### Given data
#[actix_web::test]
async fn test_student_outside_class_cannot_submit() {
    let storage = memory_storage().await;
    let app = init_app!(storage);
    let teacher = create_user(&storage, "teacher01", UserRole::Teacher).await;
    let member = create_user(&storage, "member01", UserRole::Student).await;
    let outsider = create_user(&storage, "outsider01", UserRole::Student).await;

    let (class_id, code) = create_class!(app, teacher, "Algebra");
    enroll!(app, teacher, member, code, "approved");

    let (status, body) = send!(
        app,
        "POST",
        format!("/api/v1/classes/{class_id}/assignments"),
        Some(teacher.token.as_str()),
        Some(json!({ "title": "Homework 1", "max_points": 100.0 })),
    );
    assert_eq!(status, StatusCode::CREATED, "{body}");
    let assignment_id = body["data"]["id"].as_i64().expect("assignment id");
    let submit_uri = format!("/api/v1/assignments/{assignment_id}/submissions");

    let (status, _) = send!(
        app,
        "POST",
        submit_uri.clone(),
        Some(outsider.token.as_str()),
        Some(json!({ "content": "my answer" })),
    );
    assert_eq!(status, StatusCode::FORBIDDEN);

    let (status, body) = send!(
        app,
        "POST",
        submit_uri.clone(),
        Some(member.token.as_str()),
        Some(json!({ "content": "my answer" })),
    );
    assert_eq!(status, StatusCode::OK, "{body}");
    assert_eq!(body["data"]["status"], "submitted");
    assert_eq!(body["data"]["student_id"], member.user.id);
}

#[actix_web::test]
async fn test_rejected_enrollment_grants_no_access() {
    let storage = memory_storage().await;
    let app = init_app!(storage);
    let teacher = create_user(&storage, "teacher02", UserRole::Teacher).await;
    let student = create_user(&storage, "student02", UserRole::Student).await;

    let (class_id, code) = create_class!(app, teacher, "Biology");
    enroll!(app, teacher, student, code, "rejected");

    let (status, _) = send!(
        app,
        "GET",
        format!("/api/v1/classes/{class_id}"),
        Some(student.token.as_str()),
        None,
    );
    assert_eq!(status, StatusCode::FORBIDDEN);

    let (status, _) = send!(
        app,
        "GET",
        format!("/api/v1/classes/{class_id}/materials"),
        Some(student.token.as_str()),
        None,
    );
    assert_eq!(status, StatusCode::FORBIDDEN);

    let (status, body) = send!(app, "GET", "/api/v1/classes", Some(student.token.as_str()), None);
    assert_eq!(status, StatusCode::OK);
    assert_eq!(body["data"]["items"].as_array().map(Vec::len), Some(0));
}

#[actix_web::test]
async fn test_exam_attempt_cannot_be_submitted_twice() {
    let storage = memory_storage().await;
    let app = init_app!(storage);
    let teacher = create_user(&storage, "teacher03", UserRole::Teacher).await;
    let student = create_user(&storage, "student03", UserRole::Student).await;

    let (class_id, code) = create_class!(app, teacher, "Physics");
    enroll!(app, teacher, student, code, "approved");

    let (status, body) = send!(
        app,
        "POST",
        format!("/api/v1/classes/{class_id}/exams"),
        Some(teacher.token.as_str()),
        Some(json!({ "title": "Quiz 1", "duration_minutes": 30 })),
    );
    assert_eq!(status, StatusCode::CREATED, "{body}");
    let exam_id = body["data"]["id"].as_i64().expect("exam id");

    // 没有题目时不能发布
    let (status, _) = send!(
        app,
        "PUT",
        format!("/api/v1/exams/{exam_id}"),
        Some(teacher.token.as_str()),
        Some(json!({ "is_published": true })),
    );
    assert_eq!(status, StatusCode::BAD_REQUEST);

    let (status, body) = send!(
        app,
        "POST",
        format!("/api/v1/exams/{exam_id}/questions"),
        Some(teacher.token.as_str()),
        Some(json!({
            "question_type": "true_false",
            "prompt": "Light travels faster than sound",
            "correct_answer": "true",
            "marks": 2.0
        })),
    );
    assert_eq!(status, StatusCode::CREATED, "{body}");
    let question_id = body["data"]["id"].as_i64().expect("question id");

    let (status, _) = send!(
        app,
        "PUT",
        format!("/api/v1/exams/{exam_id}"),
        Some(teacher.token.as_str()),
        Some(json!({ "is_published": true })),
    );
    assert_eq!(status, StatusCode::OK);

    let (status, body) = send!(
        app,
        "POST",
        format!("/api/v1/exams/{exam_id}/attempts"),
        Some(student.token.as_str()),
        None,
    );
    assert_eq!(status, StatusCode::CREATED, "{body}");
    assert_eq!(body["data"]["status"], "in_progress");
    let attempt_id = body["data"]["id"].as_i64().expect("attempt id");

    let (status, body) = send!(
        app,
        "PUT",
        format!("/api/v1/attempts/{attempt_id}/answers"),
        Some(student.token.as_str()),
        Some(json!({ "answers": [{ "question_id": question_id, "answer": "True" }] })),
    );
    assert_eq!(status, StatusCode::OK, "{body}");

    let submit_uri = format!("/api/v1/attempts/{attempt_id}/submit");
    let (status, body) = send!(app, "POST", submit_uri.clone(), Some(student.token.as_str()), None);
    assert_eq!(status, StatusCode::OK, "{body}");
    assert_eq!(body["data"]["status"], "graded");
    assert_eq!(body["data"]["score"].as_f64(), Some(2.0));

    let (status, _) = send!(app, "POST", submit_uri.clone(), Some(student.token.as_str()), None);
    assert_eq!(status, StatusCode::CONFLICT);

    // 已提交后不能再开始新的作答
    let (status, _) = send!(
        app,
        "POST",
        format!("/api/v1/exams/{exam_id}/attempts"),
        Some(student.token.as_str()),
        None,
    );
    assert_eq!(status, StatusCode::CONFLICT);
}

/// 统计某用户收到的公告通知
macro_rules! announcement_notices {
    ($app:expr, $user:expr) => {{
        let (status, body) = send!(
            $app,
            "GET",
            "/api/v1/notifications",
            Some($user.token.as_str()),
            None
        );
        assert_eq!(status, StatusCode::OK, "{body}");
        body["data"]["items"]
            .as_array()
            .map(|items| {
                items
                    .iter()
                    .filter(|n| n["kind"] == "announcement")
                    .count()
            })
            .unwrap_or(0)
    }};
}

#[actix_web::test]
async fn test_late_submission_rules() {
    let storage = memory_storage().await;
    let app = init_app!(storage);
    let teacher = create_user(&storage, "teacher04", UserRole::Teacher).await;
    let student = create_user(&storage, "student04", UserRole::Student).await;

    let (class_id, code) = create_class!(app, teacher, "Geography");
    enroll!(app, teacher, student, code, "approved");

    // 截止时间已过的作业只能直接写库构造
    let past_due = chrono::Utc::now() - chrono::Duration::days(1);
    let mut assignment_ids = Vec::new();
    for allow_late in [false, true] {
        let assignment = storage
            .create_assignment(NewAssignment {
                class_id,
                created_by: teacher.user.id,
                title: format!("Map study (late: {allow_late})"),
                description: None,
                due_date: Some(past_due),
                max_points: 20.0,
                allow_late,
            })
            .await
            .expect("创建作业失败");
        assignment_ids.push(assignment.id);
    }

    let (status, _) = send!(
        app,
        "POST",
        format!("/api/v1/assignments/{}/submissions", assignment_ids[0]),
        Some(student.token.as_str()),
        Some(json!({ "content": "rivers and mountains" })),
    );
    assert_eq!(status, StatusCode::BAD_REQUEST);

    let (status, body) = send!(
        app,
        "POST",
        format!("/api/v1/assignments/{}/submissions", assignment_ids[1]),
        Some(student.token.as_str()),
        Some(json!({ "content": "rivers and mountains" })),
    );
    assert_eq!(status, StatusCode::OK, "{body}");
    assert_eq!(body["data"]["status"], "late");
}

#[actix_web::test]
async fn test_graded_submission_cannot_be_resubmitted() {
    let storage = memory_storage().await;
    let app = init_app!(storage);
    let teacher = create_user(&storage, "teacher05", UserRole::Teacher).await;
    let student = create_user(&storage, "student05", UserRole::Student).await;

    let (class_id, code) = create_class!(app, teacher, "Literature");
    enroll!(app, teacher, student, code, "approved");

    let (status, body) = send!(
        app,
        "POST",
        format!("/api/v1/classes/{class_id}/assignments"),
        Some(teacher.token.as_str()),
        Some(json!({ "title": "Poem analysis", "max_points": 50.0 })),
    );
    assert_eq!(status, StatusCode::CREATED, "{body}");
    let assignment_id = body["data"]["id"].as_i64().expect("assignment id");
    let submit_uri = format!("/api/v1/assignments/{assignment_id}/submissions");

    let (status, body) = send!(
        app,
        "POST",
        submit_uri.clone(),
        Some(student.token.as_str()),
        Some(json!({ "content": "first draft" })),
    );
    assert_eq!(status, StatusCode::OK, "{body}");
    let submission_id = body["data"]["id"].as_i64().expect("submission id");

    // 超出满分的分数被拒绝
    let grade_uri = format!("/api/v1/submissions/{submission_id}/grade");
    let (status, _) = send!(
        app,
        "PUT",
        grade_uri.clone(),
        Some(teacher.token.as_str()),
        Some(json!({ "score": 51.0 })),
    );
    assert_eq!(status, StatusCode::BAD_REQUEST);

    let (status, body) = send!(
        app,
        "PUT",
        grade_uri.clone(),
        Some(teacher.token.as_str()),
        Some(json!({ "score": 42.0, "feedback": "good imagery" })),
    );
    assert_eq!(status, StatusCode::OK, "{body}");
    assert_eq!(body["data"]["status"], "graded");

    let (status, _) = send!(
        app,
        "POST",
        submit_uri.clone(),
        Some(student.token.as_str()),
        Some(json!({ "content": "second draft" })),
    );
    assert_eq!(status, StatusCode::CONFLICT);

    let (status, body) = send!(
        app,
        "GET",
        format!("/api/v1/assignments/{assignment_id}/submissions/mine"),
        Some(student.token.as_str()),
        None,
    );
    assert_eq!(status, StatusCode::OK, "{body}");
    assert_eq!(body["data"]["content"], "first draft");
    assert_eq!(body["data"]["score"].as_f64(), Some(42.0));
}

### Problem to solve
Look for the word "submissions". Copy out every line of the data that has it.

### Finished task
    let submit_uri = format!("/api/v1/assignments/{assignment_id}/submissions");
        format!("/api/v1/assignments/{}/submissions", assignment_ids[0]),
        format!("/api/v1/assignments/{}/submissions", assignment_ids[1]),
    let submit_uri = format!("/api/v1/assignments/{assignment_id}/submissions");
    let grade_uri = format!("/api/v1/submissions/{submission_id}/grade");
        format!("/api/v1/assignments/{assignment_id}/submissions/mine"),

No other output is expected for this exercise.